Even small increases in ambient PM2.5 exposure may be associated with anosmia.
A robust sense of smell is a key component of a healthy and enjoyable life.
“Your sense of smell enriches your experience of the world around you. Different scents can change your mood, transport you back to a distant memory, and may even help you bond with loved ones,” stresses the National Institute of Health in the United States.
“Your ability to smell also plays a key role in your health. If your ability to smell declines, it can affect your diet and nutrition, physical well-being, and everyday safety,” it warns.
Yet our sense of smell is on the wane as a result of an insidious threat to our health: airborne pollution.
Scientists are finding that anosmia, a loss of the sense of smell, is becoming a widespread malady among people of all ages who are exposed to chronic levels of PM2.5 pollutants, which are tiny particles that can enter our bodies with every breath we take.
The reason, they posit, is that the olfactory bulbs, which are located above our nasal cavities and are packed with nerve endings for our sense of smell, are affected by exposure to air pollution. The tiny airborne particles might trigger inflammation either in the bulbs themselves or in the brain, impeding our sense of smell over time.
“Our data show there’s a 1.6 to 1.7-fold increased [risk of] developing anosmia with sustained particulate pollution,” Murugappan Ramanathan Jr, a rhinologist at the Johns Hopkins School of Medicine in Baltimore, told Tim Smedley, the author of Clearing The Air: the Beginning and the End of Air Pollution.
Ramanathan is an author of a recent study of nearly 2,700 patients at Johns Hopkins Hospital, a fifth of whom had anosmia despite many of them not having been smokers (who are at higher risk of developing the condition). When the rhinologist and his colleagues looked into the backgrounds of the affected patients they found that these patients invariably lived in neighborhoods with significantly higher levels of air pollution.
“Even small increases in ambient PM2.5 exposure may be associated with anosmia,” Ramanathan and his colleagues say.

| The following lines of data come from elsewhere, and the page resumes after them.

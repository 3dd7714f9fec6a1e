//! Duplicate and validity annotation for one uploaded dataset.
//!
//! Every geometry is compared against all earlier ones with the geometric
//! equality predicate; only later occurrences of a repeated geometry are
//! flagged. The scan is quadratic, which is fine for a single field map of
//! tens to low hundreds of features.

use geo::Geometry;
use serde::Serialize;

use crate::console_log;
use crate::equality::{check_comparable, geometries_equal};
use crate::error::{ComparisonFailure, GeometryComparisonError};
use crate::geojson_features::FeatureCollection;
use crate::validity::is_valid;

/// Per-geometry flags computed once per upload.
#[derive(Debug, Clone, Copy, PartialEq, Eq, Serialize)]
pub struct Annotation {
    pub is_valid: bool,
    pub is_duplicate: bool,
}

#[derive(Debug, Clone, Copy, PartialEq)]
pub struct DetectorConfig {
    pub coordinate_tolerance: f64,
}

impl Default for DetectorConfig {
    fn default() -> Self {
        DetectorConfig {
            coordinate_tolerance: 1e-9,
        }
    }
}

pub struct DuplicateGeometryDetector {
    config: DetectorConfig,
}

impl Default for DuplicateGeometryDetector {
    fn default() -> Self {
        Self::new(DetectorConfig::default())
    }
}

impl DuplicateGeometryDetector {
    pub fn new(config: DetectorConfig) -> Self {
        Self { config }
    }

    /// Annotate `geometries` in input order.
    pub fn detect(&self, geometries: &[Geometry<f64>]) -> Result<Vec<Annotation>, GeometryComparisonError> {
        let refs: Vec<Option<&Geometry<f64>>> = geometries.iter().map(Some).collect();
        self.detect_optional(&refs)
    }

    /// Annotate the features of a decoded upload. A feature without geometry fails the whole batch.
    pub fn detect_features(&self, collection: &FeatureCollection) -> Result<Vec<Annotation>, GeometryComparisonError> {
        let refs: Vec<Option<&Geometry<f64>>> = collection
            .features
            .iter()
            .map(|f| f.geometry.as_ref())
            .collect();
        self.detect_optional(&refs)
    }

    fn detect_optional(&self, geometries: &[Option<&Geometry<f64>>]) -> Result<Vec<Annotation>, GeometryComparisonError> {
        // Surface the first unusable geometry before comparing anything
        let mut comparable = Vec::with_capacity(geometries.len());
        for (index, geometry) in geometries.iter().copied().enumerate() {
            let geometry = geometry.ok_or(GeometryComparisonError {
                index,
                reason: ComparisonFailure::MissingGeometry,
            })?;
            check_comparable(geometry).map_err(|reason| GeometryComparisonError { index, reason })?;
            comparable.push(geometry);
        }

        let tolerance = self.config.coordinate_tolerance;
        let mut annotations = Vec::with_capacity(comparable.len());
        for (i, geometry) in comparable.iter().enumerate() {
            let mut is_duplicate = false;
            for earlier in &comparable[..i] {
                let equal = geometries_equal(earlier, geometry, tolerance)
                    .map_err(|reason| GeometryComparisonError { index: i, reason })?;
                if equal {
                    is_duplicate = true;
                    break;
                }
            }
            annotations.push(Annotation {
                is_valid: is_valid(geometry),
                is_duplicate,
            });
        }

        console_log!(
            "Annotated {} geometries: {} invalid, {} duplicate",
            annotations.len(),
            annotations.iter().filter(|a| !a.is_valid).count(),
            annotations.iter().filter(|a| a.is_duplicate).count()
        );

        Ok(annotations)
    }
}

/// Convenience wrapper with the default tolerance.
pub fn detect(geometries: &[Geometry<f64>]) -> Result<Vec<Annotation>, GeometryComparisonError> {
    DuplicateGeometryDetector::default().detect(geometries)
}
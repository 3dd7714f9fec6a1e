// Dashboard configuration. Defaults match the stock dashboard; JS may override any field.
use serde::{Deserialize, Serialize};

use crate::detector::DetectorConfig;
use crate::error::DashboardError;

#[derive(Debug, Clone, PartialEq, Serialize, Deserialize)]
#[serde(default, rename_all = "camelCase")]
pub struct DashboardConfig {
    /// Coordinate tolerance used by the equality predicate
    pub coordinate_tolerance: f64,
    /// Rows per table page
    pub page_size: usize,
    pub map_style: String,
    pub base_zoom: f64,
    pub highlight_zoom: f64,
    pub base_opacity: f64,
    pub highlight_color: String,
    pub highlight_line_width: f64,
    /// Upper bound on concurrently open sessions before the oldest is evicted
    pub max_sessions: usize,
}

impl Default for DashboardConfig {
    fn default() -> Self {
        DashboardConfig {
            coordinate_tolerance: 1e-9,
            page_size: 10,
            map_style: "open-street-map".to_string(),
            base_zoom: 10.0,
            highlight_zoom: 16.0,
            base_opacity: 0.4,
            highlight_color: "red".to_string(),
            highlight_line_width: 3.0,
            max_sessions: 16,
        }
    }
}

impl DashboardConfig {
    pub fn validate(&self) -> Result<(), DashboardError> {
        if !self.coordinate_tolerance.is_finite() || self.coordinate_tolerance < 0.0 {
            return Err(DashboardError::InvalidConfig(format!(
                "coordinateTolerance must be a finite, non-negative number (got {})",
                self.coordinate_tolerance
            )));
        }
        if self.page_size == 0 {
            return Err(DashboardError::InvalidConfig("pageSize must be at least 1".to_string()));
        }
        if !(0.0..=1.0).contains(&self.base_opacity) {
            return Err(DashboardError::InvalidConfig(format!(
                "baseOpacity must be within [0, 1] (got {})",
                self.base_opacity
            )));
        }
        if self.max_sessions == 0 {
            return Err(DashboardError::InvalidConfig("maxSessions must be at least 1".to_string()));
        }
        Ok(())
    }

    pub fn detector_config(&self) -> DetectorConfig {
        DetectorConfig {
            coordinate_tolerance: self.coordinate_tolerance,
        }
    }
}

#[cfg(test)]
mod tests {
    use super::*;

    fn parse(json: &str) -> Result<DashboardConfig, DashboardError> {
        let config: DashboardConfig = serde_json::from_str(json)?;
        config.validate()?;
        Ok(config)
    }

    #[test]
    fn partial_json_keeps_defaults() {
        let config = parse(r#"{"pageSize": 25}"#).unwrap();
        assert_eq!(config.page_size, 25);
        assert_eq!(config.map_style, "open-street-map");
        assert!((config.base_zoom - 10.0).abs() < 1e-12);
    }

    #[test]
    fn rejects_out_of_range_values() {
        assert!(parse(r#"{"pageSize": 0}"#).is_err());
        assert!(parse(r#"{"baseOpacity": 1.5}"#).is_err());
        assert!(parse(r#"{"coordinateTolerance": -1.0}"#).is_err());
        assert!(parse(r#"{"maxSessions": 0}"#).is_err());
    }
}
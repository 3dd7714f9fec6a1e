// An uploaded dataset together with its annotations. Built once per upload, never mutated.
use geo::{Centroid, Geometry, Point};
use serde::Serialize;
use serde_json::Value;
use uuid::Uuid;

use crate::detector::{Annotation, DuplicateGeometryDetector};
use crate::error::DashboardError;
use crate::geojson_features::{decode_upload, Feature, FeatureCollection};
use crate::config::DashboardConfig;

pub const ID_COLUMN: &str = "__id__";
pub const VALID_COLUMN: &str = "is_valid";
pub const DUPLICATE_COLUMN: &str = "is_duplicate";

#[derive(Debug, Clone)]
pub struct AnnotatedDataset {
    pub id: String,
    pub filename: String,
    pub uploaded_at: f64,
    pub collection: FeatureCollection,
    pub annotations: Vec<Annotation>,
}

#[derive(Debug, Clone, Serialize)]
#[serde(rename_all = "camelCase")]
pub struct DatasetSummary {
    pub id: String,
    pub filename: String,
    pub feature_count: usize,
    pub invalid_count: usize,
    pub duplicate_count: usize,
    pub columns: Vec<String>,
}

impl AnnotatedDataset {
    /// Decode and annotate an upload. Fails without a partial dataset.
    pub fn from_upload(
        filename: &str,
        bytes: &[u8],
        uploaded_at: f64,
        config: &DashboardConfig,
    ) -> Result<Self, DashboardError> {
        let collection = decode_upload(bytes)?;
        Self::from_collection(filename, collection, uploaded_at, config)
    }

    pub fn from_collection(
        filename: &str,
        collection: FeatureCollection,
        uploaded_at: f64,
        config: &DashboardConfig,
    ) -> Result<Self, DashboardError> {
        let annotations = DuplicateGeometryDetector::new(config.detector_config()).detect_features(&collection)?;
        Ok(AnnotatedDataset {
            id: Uuid::new_v4().to_string(),
            filename: filename.to_string(),
            uploaded_at,
            collection,
            annotations,
        })
    }

    pub fn len(&self) -> usize {
        self.collection.len()
    }

    pub fn is_empty(&self) -> bool {
        self.collection.is_empty()
    }

    pub fn feature(&self, index: usize) -> Result<(&Feature, Annotation), DashboardError> {
        match (self.collection.features.get(index), self.annotations.get(index)) {
            (Some(feature), Some(annotation)) => Ok((feature, *annotation)),
            _ => Err(DashboardError::FeatureNotFound {
                index,
                count: self.len(),
            }),
        }
    }

    /// Geometry of one feature. Annotation rejects features without one, so a stored
    /// dataset always has it; a hand-built dataset that doesn't reports the index as missing.
    pub fn geometry(&self, index: usize) -> Result<&Geometry<f64>, DashboardError> {
        let (feature, _) = self.feature(index)?;
        feature.geometry.as_ref().ok_or(DashboardError::FeatureNotFound {
            index,
            count: self.len(),
        })
    }

    /// Table columns: attribute fields in first-seen order, then the id and the two flags.
    pub fn columns(&self) -> Vec<String> {
        let mut columns: Vec<String> = self
            .collection
            .property_names()
            .into_iter()
            .filter(|name| name != ID_COLUMN && name != VALID_COLUMN && name != DUPLICATE_COLUMN)
            .collect();
        columns.push(ID_COLUMN.to_string());
        columns.push(VALID_COLUMN.to_string());
        columns.push(DUPLICATE_COLUMN.to_string());
        columns
    }

    pub fn summary(&self) -> DatasetSummary {
        DatasetSummary {
            id: self.id.clone(),
            filename: self.filename.clone(),
            feature_count: self.len(),
            invalid_count: self.annotations.iter().filter(|a| !a.is_valid).count(),
            duplicate_count: self.annotations.iter().filter(|a| a.is_duplicate).count(),
            columns: self.columns(),
        }
    }

    /// Attribute record of one feature, with the derived columns filled in.
    pub fn record(&self, index: usize) -> Result<serde_json::Map<String, Value>, DashboardError> {
        let (feature, annotation) = self.feature(index)?;
        let mut record = feature.properties.clone();
        record.insert(ID_COLUMN.to_string(), Value::String(index.to_string()));
        record.insert(VALID_COLUMN.to_string(), Value::Bool(annotation.is_valid));
        record.insert(DUPLICATE_COLUMN.to_string(), Value::Bool(annotation.is_duplicate));
        Ok(record)
    }

    /// None for empty geometries.
    pub fn centroid(&self, index: usize) -> Result<Option<Point<f64>>, DashboardError> {
        Ok(self.geometry(index)?.centroid())
    }

    /// Mean of the feature centroids; None when no feature has one.
    pub fn mean_centroid(&self) -> Option<Point<f64>> {
        let centroids: Vec<Point<f64>> = self
            .collection
            .features
            .iter()
            .filter_map(|f| f.geometry.as_ref().and_then(|g| g.centroid()))
            .collect();
        if centroids.is_empty() {
            return None;
        }
        let n = centroids.len() as f64;
        let (sx, sy) = centroids.iter().fold((0.0, 0.0), |(sx, sy), p| (sx + p.x(), sy + p.y()));
        Some(Point::new(sx / n, sy / n))
    }

    /// GeoJSON FeatureCollection with `__id__`, `is_valid` and `is_duplicate` added to every feature.
    pub fn to_annotated_geojson(&self) -> Result<String, DashboardError> {
        let mut features = Vec::with_capacity(self.len());
        for (index, feature) in self.collection.features.iter().enumerate() {
            let geometry = feature
                .geometry
                .as_ref()
                .map(|g| geojson::Geometry::new(geojson::Value::from(g)));
            features.push(geojson::Feature {
                bbox: None,
                geometry,
                id: None,
                properties: Some(self.record(index)?),
                foreign_members: None,
            });
        }
        let fc = geojson::FeatureCollection {
            bbox: None,
            features,
            foreign_members: None,
        };
        Ok(serde_json::to_string(&fc)?)
    }
}
use lazy_static::lazy_static;
use parking_lot::ReentrantMutex;
use std::cell::RefCell;
use std::collections::HashMap;
use uuid::Uuid;

use crate::config::DashboardConfig;
use crate::console_log;
use crate::dataset::AnnotatedDataset;
use crate::error::DashboardError;

// One dashboard instance. Owns at most one dataset; a new upload replaces it wholesale.
pub struct Session {
    pub id: String,
    pub opened_seq: u64,
    pub dataset: Option<AnnotatedDataset>,
}

// Module state: explicit per-session datasets plus the active configuration
pub struct ModuleState {
    sessions: HashMap<String, Session>,
    pub config: DashboardConfig,
    next_seq: u64,
}

// Create a global static instance of the module state
lazy_static! {
    static ref MODULE_STATE: ReentrantMutex<RefCell<ModuleState>> =
        ReentrantMutex::new(RefCell::new(ModuleState::new()));
}

impl Default for ModuleState {
    fn default() -> Self {
        Self::new()
    }
}

impl ModuleState {
    pub fn new() -> Self {
        ModuleState {
            sessions: HashMap::new(),
            config: DashboardConfig::default(),
            next_seq: 0,
        }
    }

    pub fn with_mut<F, R>(f: F) -> R
    where
        F: FnOnce(&mut ModuleState) -> R,
    {
        let guard = MODULE_STATE.lock();
        let mut borrow = guard.borrow_mut();
        f(&mut borrow)
    }

    pub fn with<F, R>(f: F) -> R
    where
        F: FnOnce(&ModuleState) -> R,
    {
        let guard = MODULE_STATE.lock();
        let borrow = guard.borrow();
        f(&borrow)
    }

    /// Open a new session, evicting the oldest one when the store is full.
    pub fn open_session(&mut self) -> String {
        while self.sessions.len() >= self.config.max_sessions.max(1) {
            let oldest = self
                .sessions
                .values()
                .min_by_key(|s| s.opened_seq)
                .map(|s| s.id.clone());
            match oldest {
                Some(id) => {
                    console_log!("Evicting session {} (limit {})", id, self.config.max_sessions);
                    self.sessions.remove(&id);
                }
                None => break,
            }
        }

        let id = Uuid::new_v4().to_string();
        self.sessions.insert(
            id.clone(),
            Session {
                id: id.clone(),
                opened_seq: self.next_seq,
                dataset: None,
            },
        );
        self.next_seq += 1;
        console_log!("Opened session {}", id);
        id
    }

    pub fn close_session(&mut self, session_id: &str) -> bool {
        let removed = self.sessions.remove(session_id).is_some();
        if removed {
            console_log!("Closed session {}", session_id);
        }
        removed
    }

    pub fn has_session(&self, session_id: &str) -> bool {
        self.sessions.contains_key(session_id)
    }

    pub fn session_count(&self) -> usize {
        self.sessions.len()
    }

    /// Replace the session's dataset with a freshly annotated upload.
    pub fn store_dataset(&mut self, session_id: &str, dataset: AnnotatedDataset) -> Result<(), DashboardError> {
        let session = self
            .sessions
            .get_mut(session_id)
            .ok_or_else(|| DashboardError::UnknownSession(session_id.to_string()))?;
        session.dataset = Some(dataset);
        Ok(())
    }

    /// The session's dataset, `None` before the first successful upload.
    pub fn dataset(&self, session_id: &str) -> Result<Option<&AnnotatedDataset>, DashboardError> {
        self.sessions
            .get(session_id)
            .map(|s| s.dataset.as_ref())
            .ok_or_else(|| DashboardError::UnknownSession(session_id.to_string()))
    }

    /// Like `dataset`, but a missing upload is an error.
    pub fn require_dataset(&self, session_id: &str) -> Result<&AnnotatedDataset, DashboardError> {
        self.dataset(session_id)?
            .ok_or_else(|| DashboardError::NoDataset(session_id.to_string()))
    }
}
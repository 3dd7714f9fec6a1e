//! View models handed to the browser shell. Every function here is a pure
//! mapping from `(dataset, ui selection)` to a serializable value; drawing the
//! table and the map is left to JavaScript.

use geo::Point;
use serde::Serialize;
use serde_json::{Map, Value};
use std::str::FromStr;

use crate::config::DashboardConfig;
use crate::dataset::AnnotatedDataset;
use crate::error::DashboardError;

pub const UPLOAD_PROMPT: &str = "Please upload a GeoJSON file.";
pub const DROPDOWN_PLACEHOLDER: &str = "Select feature to highlight";

#[derive(Debug, Clone, Copy, PartialEq, Eq, Serialize)]
#[serde(rename_all = "lowercase")]
pub enum Tab {
    Table,
    Map,
}

impl FromStr for Tab {
    type Err = DashboardError;

    fn from_str(s: &str) -> Result<Self, Self::Err> {
        match s {
            "table" => Ok(Tab::Table),
            "map" => Ok(Tab::Map),
            other => Err(DashboardError::UnknownTab(other.to_string())),
        }
    }
}

#[derive(Debug, Clone, Serialize)]
#[serde(tag = "kind", rename_all = "camelCase")]
pub enum TabView {
    Prompt {
        message: String,
    },
    #[serde(rename_all = "camelCase")]
    Content {
        active_tab: Tab,
        table: TableView,
        dropdown: DropdownView,
        map: MapView,
    },
}

#[derive(Debug, Clone, Serialize)]
pub struct TableColumn {
    pub name: String,
    pub id: String,
}

#[derive(Debug, Clone, Serialize)]
#[serde(rename_all = "camelCase")]
pub struct TableView {
    pub columns: Vec<TableColumn>,
    pub rows: Vec<Map<String, Value>>,
    pub page_size: usize,
    pub page_count: usize,
}

#[derive(Debug, Clone, Serialize)]
pub struct DropdownOption {
    pub label: String,
    pub value: String,
}

#[derive(Debug, Clone, Serialize)]
pub struct DropdownView {
    pub placeholder: String,
    pub options: Vec<DropdownOption>,
}

#[derive(Debug, Clone, Copy, PartialEq, Serialize)]
pub struct LatLon {
    pub lat: f64,
    pub lon: f64,
}

impl From<Point<f64>> for LatLon {
    fn from(p: Point<f64>) -> Self {
        LatLon { lat: p.y(), lon: p.x() }
    }
}

#[derive(Debug, Clone, Serialize)]
#[serde(rename_all = "camelCase")]
pub struct MapFeature {
    pub id: String,
    /// "true" for duplicates, "false" otherwise
    pub color_group: String,
    pub geometry: Value,
}

#[derive(Debug, Clone, Serialize)]
#[serde(rename_all = "camelCase")]
pub struct Highlight {
    pub feature_id: String,
    /// GeoJSON FeatureCollection holding the selected geometry, drawn as a line layer
    pub outline: Value,
    pub color: String,
    pub line_width: f64,
    pub marker: Option<LatLon>,
}

#[derive(Debug, Clone, Serialize)]
#[serde(rename_all = "camelCase")]
pub struct MapView {
    pub style: String,
    pub center: Option<LatLon>,
    pub zoom: f64,
    pub opacity: f64,
    pub features: Vec<MapFeature>,
    pub highlight: Option<Highlight>,
}

/// Top-level tab content. Without a dataset the shell shows the upload prompt.
pub fn render_tabs(
    active_tab: Tab,
    dataset: Option<&AnnotatedDataset>,
    config: &DashboardConfig,
) -> Result<TabView, DashboardError> {
    let dataset = match dataset {
        Some(dataset) => dataset,
        None => {
            return Ok(TabView::Prompt {
                message: UPLOAD_PROMPT.to_string(),
            })
        }
    };

    Ok(TabView::Content {
        active_tab,
        table: build_table_view(dataset, config)?,
        dropdown: build_dropdown(dataset),
        map: build_map_view(None, dataset, config)?,
    })
}

pub fn build_table_view(dataset: &AnnotatedDataset, config: &DashboardConfig) -> Result<TableView, DashboardError> {
    let columns = dataset
        .columns()
        .into_iter()
        .map(|name| TableColumn { id: name.clone(), name })
        .collect();
    let rows = (0..dataset.len())
        .map(|i| dataset.record(i))
        .collect::<Result<Vec<_>, _>>()?;
    let page_size = config.page_size.max(1);

    Ok(TableView {
        columns,
        page_count: rows.len().div_ceil(page_size),
        rows,
        page_size,
    })
}

pub fn build_dropdown(dataset: &AnnotatedDataset) -> DropdownView {
    DropdownView {
        placeholder: DROPDOWN_PLACEHOLDER.to_string(),
        options: (0..dataset.len())
            .map(|i| DropdownOption {
                label: format!("Feature {}", i),
                value: i.to_string(),
            })
            .collect(),
    }
}

/// Base layer coloured by duplicate flag, plus an optional highlight of one feature.
pub fn build_map_view(
    selected: Option<usize>,
    dataset: &AnnotatedDataset,
    config: &DashboardConfig,
) -> Result<MapView, DashboardError> {
    let mut features = Vec::with_capacity(dataset.len());
    for index in 0..dataset.len() {
        let geometry = dataset.geometry(index)?;
        let (_, annotation) = dataset.feature(index)?;
        features.push(MapFeature {
            id: index.to_string(),
            color_group: annotation.is_duplicate.to_string(),
            geometry: serde_json::to_value(geojson::Geometry::new(geojson::Value::from(geometry)))?,
        });
    }

    let mut view = MapView {
        style: config.map_style.clone(),
        center: dataset.mean_centroid().map(LatLon::from),
        zoom: config.base_zoom,
        opacity: config.base_opacity,
        features,
        highlight: None,
    };

    if let Some(index) = selected {
        let geometry = dataset.geometry(index)?;
        let outline = geojson::FeatureCollection {
            bbox: None,
            features: vec![geojson::Feature {
                bbox: None,
                geometry: Some(geojson::Geometry::new(geojson::Value::from(geometry))),
                id: None,
                properties: None,
                foreign_members: None,
            }],
            foreign_members: None,
        };
        let marker = dataset.centroid(index)?.map(LatLon::from);
        if let Some(centroid) = marker {
            view.center = Some(centroid);
            view.zoom = config.highlight_zoom;
        }
        view.highlight = Some(Highlight {
            feature_id: index.to_string(),
            outline: serde_json::to_value(&outline)?,
            color: config.highlight_color.clone(),
            line_width: config.highlight_line_width,
            marker,
        });
    }

    Ok(view)
}

/// Redraw for a dropdown change: `None` clears the highlight.
pub fn select_feature(
    index: Option<usize>,
    dataset: &AnnotatedDataset,
    config: &DashboardConfig,
) -> Result<MapView, DashboardError> {
    build_map_view(index, dataset, config)
}

#[cfg(test)]
mod tests {
    use super::*;

    const UPLOAD: &str = r#"{
        "type": "FeatureCollection",
        "features": [
            {"type": "Feature", "properties": {"plot": 1},
             "geometry": {"type": "Polygon", "coordinates": [[[0,0],[4,0],[4,4],[0,4],[0,0]]]}},
            {"type": "Feature", "properties": {"plot": 2},
             "geometry": {"type": "Polygon", "coordinates": [[[0,0],[4,0],[4,4],[0,4],[0,0]]]}},
            {"type": "Feature", "properties": {"plot": 3},
             "geometry": {"type": "Point", "coordinates": [10, 20]}}
        ]
    }"#;

    fn dataset() -> AnnotatedDataset {
        AnnotatedDataset::from_upload("plots.geojson", UPLOAD.as_bytes(), 0.0, &DashboardConfig::default()).unwrap()
    }

    #[test]
    fn prompt_without_dataset() {
        match render_tabs(Tab::Table, None, &DashboardConfig::default()).unwrap() {
            TabView::Prompt { message } => assert_eq!(message, UPLOAD_PROMPT),
            other => panic!("expected prompt, got {other:?}"),
        }
    }

    #[test]
    fn table_excludes_geometry() {
        let table = build_table_view(&dataset(), &DashboardConfig::default()).unwrap();
        let ids: Vec<&str> = table.columns.iter().map(|c| c.id.as_str()).collect();
        assert_eq!(ids, vec!["plot", "__id__", "is_valid", "is_duplicate"]);
        assert!(table.rows.iter().all(|r| !r.contains_key("geometry")));
        assert_eq!(table.rows[1]["is_duplicate"], Value::Bool(true));
        assert_eq!(table.page_size, 10);
        assert_eq!(table.page_count, 1);
    }

    #[test]
    fn dropdown_lists_every_feature() {
        let dropdown = build_dropdown(&dataset());
        assert_eq!(dropdown.options.len(), 3);
        assert_eq!(dropdown.options[2].label, "Feature 2");
        assert_eq!(dropdown.options[2].value, "2");
    }

    #[test]
    fn base_map_colours_duplicates() {
        let map = build_map_view(None, &dataset(), &DashboardConfig::default()).unwrap();
        let groups: Vec<&str> = map.features.iter().map(|f| f.color_group.as_str()).collect();
        assert_eq!(groups, vec!["false", "true", "false"]);
        assert!(map.highlight.is_none());
        assert!((map.zoom - 10.0).abs() < 1e-12);
        let center = map.center.unwrap();
        assert!((center.lon - 14.0 / 3.0).abs() < 1e-9);
        assert!((center.lat - 8.0).abs() < 1e-9);
    }

    #[test]
    fn selection_adds_highlight_and_recentres() {
        let ds = dataset();
        let config = DashboardConfig::default();
        let map = select_feature(Some(2), &ds, &config).unwrap();
        let highlight = map.highlight.expect("highlight");
        assert_eq!(highlight.feature_id, "2");
        assert_eq!(highlight.marker, Some(LatLon { lat: 20.0, lon: 10.0 }));
        assert_eq!(highlight.outline["features"][0]["geometry"]["type"], "Point");
        assert_eq!(map.center, Some(LatLon { lat: 20.0, lon: 10.0 }));
        assert!((map.zoom - 16.0).abs() < 1e-12);

        let cleared = select_feature(None, &ds, &config).unwrap();
        assert!(cleared.highlight.is_none());
    }

    #[test]
    fn selecting_unknown_feature_fails() {
        let err = select_feature(Some(7), &dataset(), &DashboardConfig::default()).unwrap_err();
        assert!(matches!(err, DashboardError::FeatureNotFound { index: 7, count: 3 }));
    }

    #[test]
    fn tab_names_parse() {
        assert_eq!("map".parse::<Tab>().unwrap(), Tab::Map);
        assert!("chart".parse::<Tab>().is_err());
    }
}
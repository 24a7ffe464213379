use crate::translator::SqlDialect;

/// Settings of a [`Session`](crate::session::Session).
#[derive(Debug, Clone, Copy, PartialEq, Eq)]
pub struct SessionConfig {
    pub dialect: SqlDialect,
    /// Log every rendered statement at `debug`.
    pub log_statements: bool,
}

impl Default for SessionConfig {
    fn default() -> Self {
        Self { dialect: SqlDialect::default(), log_statements: true }
    }
}

impl SessionConfig {
    pub fn new(dialect: SqlDialect) -> Self {
        Self { dialect, ..Self::default() }
    }

    pub fn quiet(self) -> Self {
        Self { log_statements: false, ..self }
    }
}
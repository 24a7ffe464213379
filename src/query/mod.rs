pub mod build_error;
pub mod entity;
pub mod from_value;
pub mod join_spec;
pub mod mutation;
pub mod order_spec;
pub mod projection;
pub mod projection_error;
pub mod query;
pub mod query_plan;
pub mod select_builder;
pub mod select_item;
pub mod tuple;
pub mod typed_query;
pub(crate) mod validate;

pub use build_error::*;
pub use entity::*;
pub use from_value::*;
pub use join_spec::*;
pub use mutation::*;
pub use order_spec::*;
pub use projection::*;
pub use projection_error::*;
pub use query::*;
pub use query_plan::*;
pub use select_builder::*;
pub use select_item::*;
pub use tuple::*;
pub use typed_query::*;
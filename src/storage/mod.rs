pub mod row;
pub mod storage_error;

pub use row::*;
pub use storage_error::*;

use crate::{schema::SchemaProvider, translator::Statement};

/// The store a session runs statements against.
///
/// Implementations receive rendered statements (SQL text, bound parameters
/// and the resolved plan they came from) and own all transactional state.
pub trait Storage: SchemaProvider {
    fn execute(&self, statement: &Statement) -> Result<Vec<Row>, StorageError>;

    /// Runs an UPDATE or DELETE and returns the affected row count.
    fn execute_mutation(&self, statement: &Statement) -> Result<u64, StorageError>;

    fn begin_unit_of_work(&self) -> Result<(), StorageError>;

    fn commit(&self) -> Result<(), StorageError>;

    fn rollback(&self) -> Result<(), StorageError>;
}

This is concerning as a loss of the sense of smell “has profound implications for patient safety, well-being, and quality of life, and it is a predictor of patient frailty and mortality.”
This finding reinforces other studies with similar findings, Smedley notes.
One of these studies, conducted in the town of Brescia in northern Italy, found that the more than 200 teenagers and young adults between the ages of 15 and 25 who were examined had suffered olfactory impairments as a result of exposure to nitrogen dioxide, a common component in traffic fumes.
“We observed a significant negative association between NO2 and olfactory threshold score; a 14% decrement (approximately 2 score points) for each 10 unit increase in NO2,” the scientists write.
Nor is it only our sense of smell, of course, that is adversely affected by airborne pollutants. They have been linked to a whole host of chronic conditions from cardiovascular disease to dementia. Alarmingly, even relatively low levels of air pollution can be deadly.
Yet the loss of a sense of smell is a condition that is often overlooked albeit it can lead to numerous adverse health outcomes, including dementia. A sense of smell is intricately linked to memory as well and life is a lot less fun without it.
“People don’t remember what that pastry looked like that they ate in France, but they remember what the shop smelled like,” Ramanathan says.